Como nadie sabe exactamente lo que es ser zahorí, serlo tiene su encanto. Los racionalistas suelen negar que existamos y otros, más prácticos, contratan a gentes de mi raza para dar con la vena de agua clara que fecunda sus campos. Dicen que es un misterio y dicen que es un don, pero tampoco puedo explicar yo por qué sé que me aproximo al agua.

Igual que usted huele la comida yo percibo el agua, pero, ¿con qué? He oído a un zahorí viejo que con la piel, en especial con la de los antebrazos; pero como yo soy más poeta, tengo también mi versión: siento el agua como una presencia maternal y pura, como cuando se sabe que aguarda una mujer enamorada. Y entonces, sólo entonces, se me eriza el vello: el de los antebrazos, pero también la barba.

Acuático soy y no tiene ya remedio; así pues mi mundo no es exactamente el mundo de todos los días, ése que enseñan en el cine o sobre el que escriben casi perfectos poetas. El mío tiene una sensación más y una emoción nueva: la llamada de las fuentes, la dulce onda que en el aire anuncia el secreto transcurrir del agua.

Ya de niño buscaba las orillas del torrente que, a mis ojos, despedían una sombra fresca, un latido que se unía a mis latidos y me contaba impresiones secretas de eso que yo sé ahora que es la sangre de la tierra: el río que alimenta, la vena que corre por la piel del mundo y lo nutre de frescor, lo fecunda y lo limpia.

Un niño, claro, no puede explicar como yo lo hago estas maravillosas cosas. Pensaba, además, que todos notaban el agua como yo y, pues ella me llamaba, yo me pasaba el día acudiendo a su cita. Cuando mis padres me buscaban en las tardes de verano, solían encontrarme en las cercanías de algún pozo o en el pantano donde crecía la puntiaguda anea, o en los canalillos de riego, jugando con hojas que eran barcos, o echado sobre el mar amigo, nadando para abrazarlo, buscando para penetrarlo e impregnarme de su azul silencio.

¿Saben ustedes que el agua es casi eterna? El agua vuelve siempre a ser agua y está tan viva hoy como hace mil años. Por eso tiene larguísimas historias que va contando por todas partes.
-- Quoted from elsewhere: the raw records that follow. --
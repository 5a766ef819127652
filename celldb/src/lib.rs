pub mod config;
pub mod dependency;
pub mod document;
pub mod error;
pub mod filter;
pub mod format;
pub mod formula;
pub mod relation;
pub mod rollup;
pub mod schema;
pub mod store;
pub mod summary;
pub mod system_db;
pub mod validation;
pub mod view;

pub use config::EngineConfig;
pub use document::CellValue;
pub use error::{CellDbError, Result};
pub use relation::DocumentCache;
pub use schema::{DatabaseContent, DatabaseRow, DatabaseView, PropertyDef, PropertyKind};
pub use store::{DocumentStore, MemoryStore};
pub use system_db::SqliteStore;
pub use view::{materialize, recompute, MaterializedView};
Yo con paciencia, las he escuchado casi todas.

La mayor preocupación de mis padres les llegaba con la lluvia. Todos los niños, sin excepción, la presientes y, a medida que se acerca, se van poniendo intranquilos, alborotadores, inquietos. Cuando la tormenta se aproxima, los niños corren y gritan y ríen, y hacen como que juegan, aunque es simplemente que perciben toda la alegría del alma, la inminencia de un bautismo tan grande que les arrebata y les saca de las fronteras cortas de su piel.

Yo huía de casa para arrojarme en brazos de la lluvia. Las gotas sobre mi piel eran besos exclusivos, y su ritmo sobre la tierra olorosa, una música excitante que me invitaba a cantar, a gritas o a alargarme en el suelo, cara al cielo, sabiendo todas las cosas de este mundo sin tener que pensar en nada.
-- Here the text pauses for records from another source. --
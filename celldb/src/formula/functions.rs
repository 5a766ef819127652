// Built-in formula function library

use super::ast::Expr;
use super::eval::Evaluator;
use crate::document::CellValue;
use crate::error::{CellDbError, Result};
use chrono::{Datelike, Days, Months, NaiveDate};
use std::collections::HashMap;

/// Names of every built-in function
pub const BUILTIN_FUNCTIONS: &[&str] = &[
    "if", "concat", "length", "lower", "upper", "contains", "replace", "trim", "abs", "round",
    "floor", "ceil", "min", "max", "sqrt", "pow", "now", "dateAdd", "dateDiff", "toNumber",
    "toString", "empty",
];

pub fn is_builtin(name: &str) -> bool {
    BUILTIN_FUNCTIONS.contains(&name)
}

pub(crate) fn call(
    evaluator: &Evaluator,
    name: &str,
    args: &[Expr],
    context: &HashMap<String, CellValue>,
) -> Result<CellValue> {
    // `if` only evaluates the branch it takes
    if name == "if" {
        check_arity(name, args.len(), 2, Some(3))?;
        let condition = evaluator.evaluate(&args[0], context)?;
        return if condition.is_truthy() {
            evaluator.evaluate(&args[1], context)
        } else if let Some(otherwise) = args.get(2) {
            evaluator.evaluate(otherwise, context)
        } else {
            Ok(CellValue::Null)
        };
    }

    if !is_builtin(name) {
        return Err(CellDbError::eval(format!("Unknown function: {name}")));
    }

    let (min, max) = arity(name);
    check_arity(name, args.len(), min, max)?;

    let values = args
        .iter()
        .map(|arg| evaluator.evaluate(arg, context))
        .collect::<Result<Vec<_>>>()?;

    apply(evaluator, name, &values)
}

/// Minimum and (if bounded) maximum argument count
fn arity(name: &str) -> (usize, Option<usize>) {
    match name {
        "concat" => (0, None),
        "now" => (0, Some(0)),
        "round" => (1, Some(2)),
        "dateDiff" => (2, Some(3)),
        "contains" | "min" | "max" | "pow" => (2, Some(2)),
        "replace" | "dateAdd" => (3, Some(3)),
        _ => (1, Some(1)),
    }
}

fn check_arity(name: &str, given: usize, min: usize, max: Option<usize>) -> Result<()> {
    let ok = given >= min && max.map_or(true, |max| given <= max);
    if ok {
        return Ok(());
    }
    let required = match max {
        Some(max) if max == min => format!("{min}"),
        Some(max) => format!("{min} to {max}"),
        None => format!("at least {min}"),
    };
    let plural = if max == Some(1) && min == 1 { "" } else { "s" };
    Err(CellDbError::eval(format!(
        "Function {name} requires {required} argument{plural}, got {given}"
    )))
}

fn apply(evaluator: &Evaluator, name: &str, args: &[CellValue]) -> Result<CellValue> {
    let text = |i: usize| args[i].to_display_string();
    let number = |i: usize| args[i].to_number();

    let value = match name {
        "concat" => CellValue::Text(args.iter().map(CellValue::to_display_string).collect()),
        "length" => CellValue::Number(text(0).chars().count() as f64),
        "lower" => CellValue::Text(text(0).to_lowercase()),
        "upper" => CellValue::Text(text(0).to_uppercase()),
        "trim" => CellValue::Text(text(0).trim().to_string()),
        "contains" => CellValue::Bool(text(0).to_lowercase().contains(&text(1).to_lowercase())),
        "replace" => {
            let from = text(1);
            if from.is_empty() {
                CellValue::Text(text(0))
            } else {
                CellValue::Text(text(0).replace(&from, &text(2)))
            }
        }
        "abs" => CellValue::Number(number(0).abs()),
        "floor" => CellValue::Number(number(0).floor()),
        "ceil" => CellValue::Number(number(0).ceil()),
        "sqrt" => CellValue::Number(number(0).sqrt()),
        "pow" => CellValue::Number(number(0).powf(number(1))),
        "min" => CellValue::Number(number(0).min(number(1))),
        "max" => CellValue::Number(number(0).max(number(1))),
        "round" => {
            let decimals = args.get(1).map(|d| d.to_number().trunc()).unwrap_or(0.0);
            CellValue::Number(round_half_up(number(0), decimals))
        }
        "now" => CellValue::Text(evaluator.today().format("%Y-%m-%d").to_string()),
        "dateAdd" => {
            let date = parse_date(&text(0))?;
            let amount = number(1);
            if !amount.is_finite() {
                return Err(CellDbError::eval("dateAdd amount must be a number"));
            }
            let shifted = add_to_date(date, amount.trunc() as i64, &text(2))?;
            CellValue::Text(shifted.format("%Y-%m-%d").to_string())
        }
        "dateDiff" => {
            let a = parse_date(&text(0))?;
            let b = parse_date(&text(1))?;
            let unit = args
                .get(2)
                .map(CellValue::to_display_string)
                .unwrap_or_else(|| "days".to_string());
            CellValue::Number(date_diff(a, b, &unit)? as f64)
        }
        "toNumber" => CellValue::Number(number(0)),
        "toString" => CellValue::Text(text(0)),
        "empty" => CellValue::Bool(match &args[0] {
            CellValue::Number(n) => *n == 0.0,
            CellValue::Bool(b) => !b,
            other => other.is_empty(),
        }),
        other => return Err(CellDbError::eval(format!("Unknown function: {other}"))),
    };
    Ok(value)
}

fn round_half_up(value: f64, decimals: f64) -> f64 {
    let factor = 10f64.powf(decimals);
    (value * factor + 0.5).floor() / factor
}

/// Accepts `YYYY-MM-DD` or any timestamp starting with one.
fn parse_date(s: &str) -> Result<NaiveDate> {
    let trimmed = s.trim();
    let candidate = trimmed.get(..10).unwrap_or(trimmed);
    NaiveDate::parse_from_str(candidate, "%Y-%m-%d")
        .map_err(|_| CellDbError::eval(format!("Invalid date: '{s}'")))
}

fn add_to_date(date: NaiveDate, amount: i64, unit: &str) -> Result<NaiveDate> {
    let out_of_range = || CellDbError::eval("Date out of range");
    let shift_days = |days: i64| {
        let magnitude = Days::new(days.unsigned_abs());
        if days >= 0 {
            date.checked_add_days(magnitude)
        } else {
            date.checked_sub_days(magnitude)
        }
    };
    let shift_months = |months: i64| {
        let magnitude = Months::new(u32::try_from(months.unsigned_abs()).ok()?);
        if months >= 0 {
            date.checked_add_months(magnitude)
        } else {
            date.checked_sub_months(magnitude)
        }
    };

    let shifted = match unit {
        "day" | "days" => shift_days(amount),
        "week" | "weeks" => shift_days(amount.saturating_mul(7)),
        "month" | "months" => shift_months(amount),
        "year" | "years" => shift_months(amount.saturating_mul(12)),
        other => return Err(CellDbError::eval(format!("Unknown date unit: '{other}'"))),
    };
    shifted.ok_or_else(out_of_range)
}

/// Whole units from `b` to `a` (positive when `a` is later).
fn date_diff(a: NaiveDate, b: NaiveDate, unit: &str) -> Result<i64> {
    let days = a.signed_duration_since(b).num_days();
    let months = || {
        let mut months = (a.year() as i64 - b.year() as i64) * 12 + a.month() as i64 - b.month() as i64;
        if months > 0 && a.day() < b.day() {
            months -= 1;
        } else if months < 0 && a.day() > b.day() {
            months += 1;
        }
        months
    };

    match unit {
        "day" | "days" => Ok(days),
        "week" | "weeks" => Ok(days / 7),
        "month" | "months" => Ok(months()),
        "year" | "years" => Ok(months() / 12),
        other => Err(CellDbError::eval(format!("Unknown date unit: '{other}'"))),
    }
}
Los chubascos del final del verano eran auténticos milagros. El cielo entonces era distinto a cada instante: figuras monstruosas y figuras bellísimas, seres y objetos, convertidos en nubes, batallaban, crecían y se disolvían, triunfaban o morían en algo que, más adelante, pude llamar el Combate de los Ángeles.
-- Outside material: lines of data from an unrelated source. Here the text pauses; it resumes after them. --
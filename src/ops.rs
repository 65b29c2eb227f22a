//! The user-facing operations: toggle-mark, upload, upload-and-remove,
//! clear-marks.
//!
//! All validation happens here, before any process is spawned; failures
//! degrade to a notification and a returned error. The host wires these to
//! its command registry and key bindings.

use std::path::PathBuf;

use crate::command::{self, CommandLine, PathProbe, ToolLocator, UploadOptions};
use crate::common::config::TransferConfig;
use crate::errors::UploadError;
use crate::host::{ListingView, Notifier, Severity};
use crate::marks::{MarkStore, Toggle};
use crate::resolve;
use crate::session::{supervise, SessionState, SuccessAction, SurfaceSize, TransferBackend, TransferSession};

/// Plain upload, or upload that removes sources on success.
#[derive(Debug, Clone, Copy, PartialEq, Eq)]
pub enum UploadKind {
    Keep,
    RemoveSources,
}

/// Directories among the marked paths, recorded before the transfer runs so
/// emptied sources can be swept afterwards.
#[derive(Debug, Clone, PartialEq, Eq)]
pub struct RemovePlan {
    pub dirs: Vec<PathBuf>,
}

/// A validated, ready-to-launch upload.
#[derive(Debug)]
pub struct PreparedUpload {
    pub command: CommandLine,
    pub remove_plan: Option<RemovePlan>,
}

fn report(notifier: &dyn Notifier, err: &UploadError) {
    notifier.notify(err.severity(), &err.to_string());
}

/// Toggles the mark on the entry under the cursor of `view`.
///
/// Returns None (after a `no_target` warning) when the view is not a tracked
/// listing or the cursor resolves to nothing; marks are untouched in that
/// case.
pub fn toggle_mark(
    store: &mut MarkStore,
    view: &mut dyn ListingView,
    notifier: &dyn Notifier,
) -> Option<Toggle> {
    let target = if view.is_listing() {
        view.cursor().and_then(|cursor| {
            resolve::entry_token(&cursor.text, cursor.col)
                .and_then(|token| resolve::resolve_entry(view.base_dir(), token))
                .map(|path| (path, cursor.line))
        })
    } else {
        None
    };

    let Some((path, line)) = target else {
        report(notifier, &UploadError::NoTarget);
        return None;
    };

    let toggled = store.toggle(path.clone(), view, line);
    let verb = match toggled {
        Toggle::Marked => "Marked",
        Toggle::Unmarked => "Unmarked",
    };
    notifier.notify(Severity::Info, &format!("{verb} {}", path.display()));
    Some(toggled)
}

/// Empties the mark set and every tracked view's annotations.
pub fn clear_marks<'a>(
    store: &mut MarkStore,
    views: impl IntoIterator<Item = &'a mut dyn ListingView>,
    notifier: &dyn Notifier,
) {
    let count = store.len();
    store.clear_all(views);
    notifier.notify(Severity::Info, &format!("Cleared {count} mark(s)"));
}

/// Validates the marked set against the configuration and builds the
/// invocation. Fails fast: nothing is spawned and no state changes on error.
pub fn prepare_upload(
    kind: UploadKind,
    store: &MarkStore,
    config: &TransferConfig,
    locator: &dyn ToolLocator,
    probe: &dyn PathProbe,
) -> Result<PreparedUpload, UploadError> {
    if !config.destination_is_set() {
        return Err(UploadError::DestinationUnset);
    }
    let paths = store.snapshot();
    if paths.is_empty() {
        return Err(UploadError::NothingMarked);
    }

    // The remove flag is a one-shot option derived per invocation; the
    // shared configuration value is never touched.
    let options = UploadOptions {
        remove_sources: kind == UploadKind::RemoveSources,
    };
    let command = command::build(&paths, config, options, locator, probe)?;

    // Which marks are directories must be recorded now: after a
    // remove-transfer the answer changes under us.
    let remove_plan = (kind == UploadKind::RemoveSources).then(|| RemovePlan {
        dirs: paths.iter().filter(|p| probe.is_dir(p)).cloned().collect(),
    });

    Ok(PreparedUpload {
        command,
        remove_plan,
    })
}

/// Removes recorded source directories that the transfer emptied.
///
/// Longest path first, so children are evaluated before their ancestors.
/// Best-effort: anything that no longer exists, is not empty, or refuses
/// removal is skipped silently. Returns what was removed.
pub fn cleanup_empty_dirs(plan: &RemovePlan) -> Vec<PathBuf> {
    let mut dirs = plan.dirs.clone();
    dirs.sort_by(|a, b| b.as_os_str().len().cmp(&a.as_os_str().len()));

    let mut removed = Vec::new();
    for dir in dirs {
        let is_empty = match std::fs::read_dir(&dir) {
            Ok(mut entries) => entries.next().is_none(),
            Err(_) => continue,
        };
        if is_empty && std::fs::remove_dir(&dir).is_ok() {
            removed.push(dir);
        }
    }
    removed
}

/// Post-success action for a remove-upload: sweep emptied source
/// directories, report them in one aggregated notification, then clear every
/// mark. Shared by the library entry point and the TUI host so the two
/// paths cannot drift.
pub fn remove_success_action<'a>(
    plan: RemovePlan,
    store: &'a mut MarkStore,
    views: Vec<&'a mut dyn ListingView>,
    notifier: &'a dyn Notifier,
) -> SuccessAction<'a> {
    Box::new(move || {
        let removed = cleanup_empty_dirs(&plan);
        if !removed.is_empty() {
            let listed = removed
                .iter()
                .map(|p| p.display().to_string())
                .collect::<Vec<_>>()
                .join(", ");
            notifier.notify(
                Severity::Info,
                &format!("Removed emptied source directories: {listed}"),
            );
        }
        store.clear_all(views);
        Ok(())
    })
}

/// Runs the full operation: validate, build, launch, supervise, and on
/// success of a remove-upload sweep emptied directories and clear all marks.
///
/// The caller's views are only touched from this task, after the terminal
/// exit event and after the outcome notification.
#[allow(clippy::too_many_arguments)]
pub async fn run_upload<'a>(
    kind: UploadKind,
    store: &'a mut MarkStore,
    views: Vec<&'a mut dyn ListingView>,
    config: &TransferConfig,
    locator: &dyn ToolLocator,
    probe: &dyn PathProbe,
    backend: &dyn TransferBackend,
    notifier: &'a dyn Notifier,
    surface: SurfaceSize,
) -> Result<SessionState, UploadError> {
    let prepared = match prepare_upload(kind, store, config, locator, probe) {
        Ok(prepared) => prepared,
        Err(err) => {
            report(notifier, &err);
            return Err(err);
        }
    };

    let mut session = match TransferSession::launch(backend, &prepared.command, surface).await {
        Ok(session) => session,
        Err(err) => {
            notifier.notify(Severity::Error, &format!("Failed to start transfer: {err}"));
            return Err(UploadError::TransferFailed(-1));
        }
    };

    let action = prepared
        .remove_plan
        .map(|plan| remove_success_action(plan, store, views, notifier));

    match supervise(&mut session, notifier, action).await {
        SessionState::Failed(code) => Err(UploadError::TransferFailed(code)),
        state => Ok(state),
    }
}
Ya de mayor sigo quedándome ensimismado frente a la plata de los charcos. Me hacen pensar en mujeres bellas e imposibles, con los ojos de agua de lluvia y los labios húmedos como si besaran espumas. No hay mujeres más bellas que las que el agua refleja. No hay mujeres más misteriosas que las que salen del mar cubiertas de gotas encendidas en la luz de la mañana.

Pero dan mucha soledad las aguas porque te mantienen invadido de sueños increíbles. Pocos pueden entenderte cuando les hablas de estas cosas; de la nube que pasa sonriendo y de la que te mira con rabia; de la gloria del vaho en el cristal que te hipnotiza; del juego adormecedor de la gota lenta y rítmica que cae sobre un estanque y rebota, como intentando volver hacia arriba, y finge, en la superficie quieta, la figura de una campanilla y los misteriosos círculos de un laberinto redondo que se aleja temblando en el silencio del movimiento perfecto.

Al crecer, de niño ilusionado me fui cambiando en hombre solitario. Mis amigas, por ejemplo, tenían poco acceso al mundo de mis sueños. Al besarlas, yo sabía en el acto si eran de limpia agua, de agua tibia y transparente, o de simple barro. Me gustaba apoyar la oreja en sus pechos para escuchas su voz profunda, pero solía oír cosas banales, susurros apenas. En cambio, al apoyarme en la tierra, volvía a mí el canto inmenso que tan poco se conoce.

— ¿No hacían eso los indios? ¿Qué escuchas en la tierra? — me dijo una.

— Por debajo de nosotros corre un hilo de agua que canturrea. Corre a solas por entre la oscuridad de la tierra, pero va cantando.

Luego le expliqué por qué Venus era una diosa. Había nacido de la espuma blanca del mar y de la líquida semilla de El Tiempo Cronos. Venus es el amor porque es hija del agua. La mujer es eso sobre todo: agua, suavidad, transparencia, fecundidad.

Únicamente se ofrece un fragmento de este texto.